Nel Vangelo di Luca si racconta che un giorno, mentre Gesù era raccolto in preghiera, un discepolo gli chiese: «Signore, insegnaci a pregare, come anche Giovanni ha insegnato ai suoi discepoli» (Lc 11,1). Cristo li accontenta affidando loro la più diffusa preghiera cristiana, il Padre Nostro. Luca trascrive una versione breve, quella a noi nota è tramandata dal Vangelo di Matteo.
Eppure il Padre Nostro è un celebre sconosciuto, sembra dirci Klaus Berger nell’ultimo dei suoi vendutissimi libri (Gesù è stato un vero best seller). Perché recitare un testo non significa comprenderlo: per arrivare fin qui non c’è bisogno di un teologo esperto come Berger, che ha insegnato a lungo ad Heidelberg. Ma per capirlo forse ce n’è bisogno eccome.
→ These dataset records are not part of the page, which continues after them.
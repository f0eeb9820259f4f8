//! Torrent metadata primitives: magnet links and `.torrent` (metainfo)
//! decoding. This crate never talks to the swarm; it only understands the
//! identity and file layout of a torrent.

pub mod magnet;
pub mod metainfo;

pub use magnet::MagnetLink;
pub use metainfo::Metainfo;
In queste pagine poco teologiche e ben più ermeneutiche, egli ci guida nei misteri del Padre Nostro sulla falsariga del sottotitolo del libro: pregare con il cuore e con la mente. Il suo scritto va bene per i credenti e per chi vuole solo capire l’insegnamento di Gesù. Berger si affida alla guida di Santa Teresa d’Avila: «Sembra che non abbiamo bisogno di altro libro e ci è sufficiente studiare questa preghiera».
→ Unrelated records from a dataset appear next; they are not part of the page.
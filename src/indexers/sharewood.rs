use std::time::Duration;

use async_trait::async_trait;
use reqwest::{Client, Method, Request, Url};
use serde::Deserialize;

use crate::{
    app_state::AppError,
    media::Media,
    metadata::LimitedRequestClient,
    torrent_item::{Privacy, TorrentItem},
};

use super::{IndexerAdapter, apply_seeder_cutoff, lenient_u32, lenient_u64};

const VIDEO_CATEGORY: u32 = 1;

/// Passkey-scoped tracker API, hard limited to one request per second per
/// deployment.
#[derive(Debug)]
pub struct SharewoodApi {
    client: LimitedRequestClient,
    base_url: Url,
}

impl SharewoodApi {
    pub fn new(base_url: &str) -> anyhow::Result<Self> {
        let client = LimitedRequestClient::new(Client::new(), 1, Duration::from_secs(1));
        let mut base_url = Url::parse(base_url)?;
        base_url.path_segments_mut().unwrap().push("api");
        Ok(Self { client, base_url })
    }

    pub async fn search(&self, passkey: &str, query: &str) -> Result<Vec<SharewoodRow>, AppError> {
        let mut url = self.base_url.clone();
        url.path_segments_mut().unwrap().push(passkey).push("search");
        url.query_pairs_mut()
            .append_pair("name", query)
            .append_pair("category", &VIDEO_CATEGORY.to_string());
        self.client.request(Request::new(Method::GET, url)).await
    }

    pub fn download_url(&self, passkey: &str, torrent_id: u64) -> String {
        let mut url = self.base_url.clone();
        url.path_segments_mut()
            .unwrap()
            .push(passkey)
            .push(&torrent_id.to_string())
            .push("download");
        url.to_string()
    }
}

#[derive(Debug, Deserialize)]
pub struct SharewoodRow {
    pub id: u64,
    #[serde(default)]
    pub name: String,
    #[serde(default, deserialize_with = "lenient_u64")]
    pub size: u64,
    #[serde(default, deserialize_with = "lenient_u32")]
    pub seeders: u32,
}

pub struct SharewoodAdapter {
    pub api: &'static SharewoodApi,
    pub passkey: String,
    pub min_seeders: u32,
}

impl SharewoodAdapter {
    pub fn new(
        api: &'static SharewoodApi,
        passkey: String,
        min_seeders: u32,
    ) -> Result<Self, AppError> {
        if passkey.len() != 32 {
            return Err(AppError::bad_request(
                "Sharewood passkey must be 32 characters long",
            ));
        }
        Ok(Self {
            api,
            passkey,
            min_seeders,
        })
    }
}

#[async_trait]
impl IndexerAdapter for SharewoodAdapter {
    fn name(&self) -> &'static str {
        "Sharewood"
    }

    async fn search(&self, media: &Media) -> Result<Vec<TorrentItem>, AppError> {
        let rows = self.api.search(&self.passkey, media.primary_title()).await?;
        let items = rows
            .into_iter()
            .filter(|row| !row.name.is_empty())
            .map(|row| {
                TorrentItem::new(
                    row.name,
                    row.size,
                    None,
                    Some(self.api.download_url(&self.passkey, row.id)),
                    row.seeders,
                    self.name().to_string(),
                    media.kind,
                    Privacy::Private,
                )
            })
            .collect();
        Ok(apply_seeder_cutoff(items, self.min_seeders))
    }
}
Quindi ci guida attraverso una meditazione sulle frasi. Cosa significa «sia santificato il tuo nome»? Cos’è il Regno di Dio? Perché questi ci da il pane quotidiano? Le risposte non sono scontate e, dopo questa lettura, il cristiano “di facciata” potrà recitare il testamento di Gesù con ben altra consapevolezza. Perché pregare, spiega Berger, «rappresenta la risposta degli esseri umani alla parola di Dio». Anche se in questa parola mancano tante cose: Israele, lo Spirito santo, la Chiesa e il battesimo, la croce. In compenso ce ne sono altre.
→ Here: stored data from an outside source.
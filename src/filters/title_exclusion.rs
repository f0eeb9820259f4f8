use super::Filter;
use crate::{torrent_item::TorrentItem, user_config::UserConfig};

/// Drops items whose raw title contains any configured keyword, compared
/// uppercased.
#[derive(Debug)]
pub struct TitleExclusionFilter {
    keywords: Vec<String>,
}

impl TitleExclusionFilter {
    pub fn new(config: &UserConfig) -> Self {
        Self {
            keywords: config
                .exclusion_keywords
                .iter()
                .map(|keyword| keyword.to_uppercase())
                .collect(),
        }
    }
}

impl Filter for TitleExclusionFilter {
    fn name(&self) -> &'static str {
        "exclusionKeywords"
    }

    fn is_enabled(&self) -> bool {
        !self.keywords.is_empty()
    }

    fn apply(&self, items: Vec<TorrentItem>) -> Vec<TorrentItem> {
        items
            .into_iter()
            .filter(|item| {
                let title = item.raw_title.to_uppercase();
                !self.keywords.iter().any(|keyword| title.contains(keyword))
            })
            .collect()
    }
}

#[cfg(test)]
mod tests {
    use super::*;
    use crate::filters::test_support::item;

    #[test]
    fn excludes_by_substring_case_insensitively() {
        let config = UserConfig {
            exclusion_keywords: vec!["3d".to_string(), "EXTENDED".to_string()],
            ..UserConfig::default()
        };
        let filter = TitleExclusionFilter::new(&config);
        let flat = item("Movie.2020.1080p", 100, 5);
        let three_d = item("Movie.2020.3D.1080p", 100, 5);
        let extended = item("Movie.2020.Extended.Cut.1080p", 100, 5);
        let kept = filter.apply(vec![flat, three_d, extended]);
        assert_eq!(kept.len(), 1);
        assert_eq!(kept[0].raw_title, "Movie.2020.1080p");
    }
}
Pochi sanno, per esempio, che in esso è centrale il problema della teodicea, ossia della presenza del male nel mondo; il Padre nostro è una preghiera esorcistica: «ma liberaci dal male» è la sua ultima invocazione. C’è poi il perdono. Dice infatti Gesù: «Se voi infatti perdonerete agli altri le loro colpe, il Padre vostro che è nei cieli perdonerà anche voi» (Mt 6,14s). Se il battesimo è il primo perdono dei peccati, il cammino del cristiano dev’essere ritmato dal perdono verso il prossimo, anche se macchiato dalla peggior colpa, perché solo così vive la quotidianità della sua fede e può ricevere la misericordia di Dio, altrimenti ricade nello stato precristiano. Questo è solo uno dei tanti chiarimenti di Berger.
Resta da aggiungere che il suo lavoro di esegeta rende questa preghiera accessibile da un punto di vista spirituale, strappandola all’abitudine e all’ignoranza.